(Beginning of Supplied records)

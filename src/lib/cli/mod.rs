use std::path::PathBuf;

use clap::Parser;

#[derive(Parser, Debug, Default)]
#[command(
    name = "browser-agent",
    version,
    about = "Run one natural-language browser task through an LLM agent and an MCP tool server"
)]
pub struct Cli {
    /// TOML configuration file (defaults to config/agent.toml when present)
    #[arg(long)]
    pub config: Option<PathBuf>,
    /// Environment file loaded before reading configuration
    #[arg(long)]
    pub env_file: Option<PathBuf>,
    /// Task instruction; prompts on the terminal when omitted
    #[arg(long)]
    pub task: Option<String>,
    /// Where to write the final answer
    #[arg(long)]
    pub output: Option<PathBuf>,
    /// Log every agent step
    #[arg(long, short)]
    pub verbose: bool,
}

#[cfg(test)]
mod tests {
    use super::*;

    #[test]
    fn no_arguments_means_interactive_defaults() {
        let cli = Cli::try_parse_from(["browser-agent"]).expect("parse");
        assert!(cli.config.is_none());
        assert!(cli.task.is_none());
        assert!(cli.output.is_none());
        assert!(!cli.verbose);
    }

    #[test]
    fn accepts_task_output_and_verbose_flags() {
        let cli = Cli::try_parse_from([
            "browser-agent",
            "--task",
            "open example.com",
            "--output",
            "answer.txt",
            "--config",
            "agent.toml",
            "-v",
        ])
        .expect("parse");
        assert_eq!(cli.task.as_deref(), Some("open example.com"));
        assert_eq!(cli.output, Some(PathBuf::from("answer.txt")));
        assert_eq!(cli.config, Some(PathBuf::from("agent.toml")));
        assert!(cli.verbose);
    }
}
//! Model traits

use super::types::{ModelError, ModelRequest, ModelResponse};
use async_trait::async_trait;

/// A chat-completion backend the agent can reason with.
#[async_trait]
pub trait ModelProvider: Send + Sync {
    /// Send the full conversation and return the assistant's next message
    async fn chat(&self, request: ModelRequest) -> Result<ModelResponse, ModelError>;
}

(End of Supplied records)

**Your goal:**
A verbatim transcription is required of the lines from the one with "assert!(cli.task.is_none());" through the final line of the entries above, and of nothing else.

**Answer below:**
        assert!(cli.task.is_none());
        assert!(cli.output.is_none());
        assert!(!cli.verbose);
    }

    #[test]
    fn accepts_task_output_and_verbose_flags() {
        let cli = Cli::try_parse_from([
            "browser-agent",
            "--task",
            "open example.com",
            "--output",
            "answer.txt",
            "--config",
            "agent.toml",
            "-v",
        ])
        .expect("parse");
        assert_eq!(cli.task.as_deref(), Some("open example.com"));
        assert_eq!(cli.output, Some(PathBuf::from("answer.txt")));
        assert_eq!(cli.config, Some(PathBuf::from("agent.toml")));
        assert!(cli.verbose);
    }
}
//! Model traits

use super::types::{ModelError, ModelRequest, ModelResponse};
use async_trait::async_trait;

/// A chat-completion backend the agent can reason with.
#[async_trait]
pub trait ModelProvider: Send + Sync {
    /// Send the full conversation and return the assistant's next message
    async fn chat(&self, request: ModelRequest) -> Result<ModelResponse, ModelError>;
}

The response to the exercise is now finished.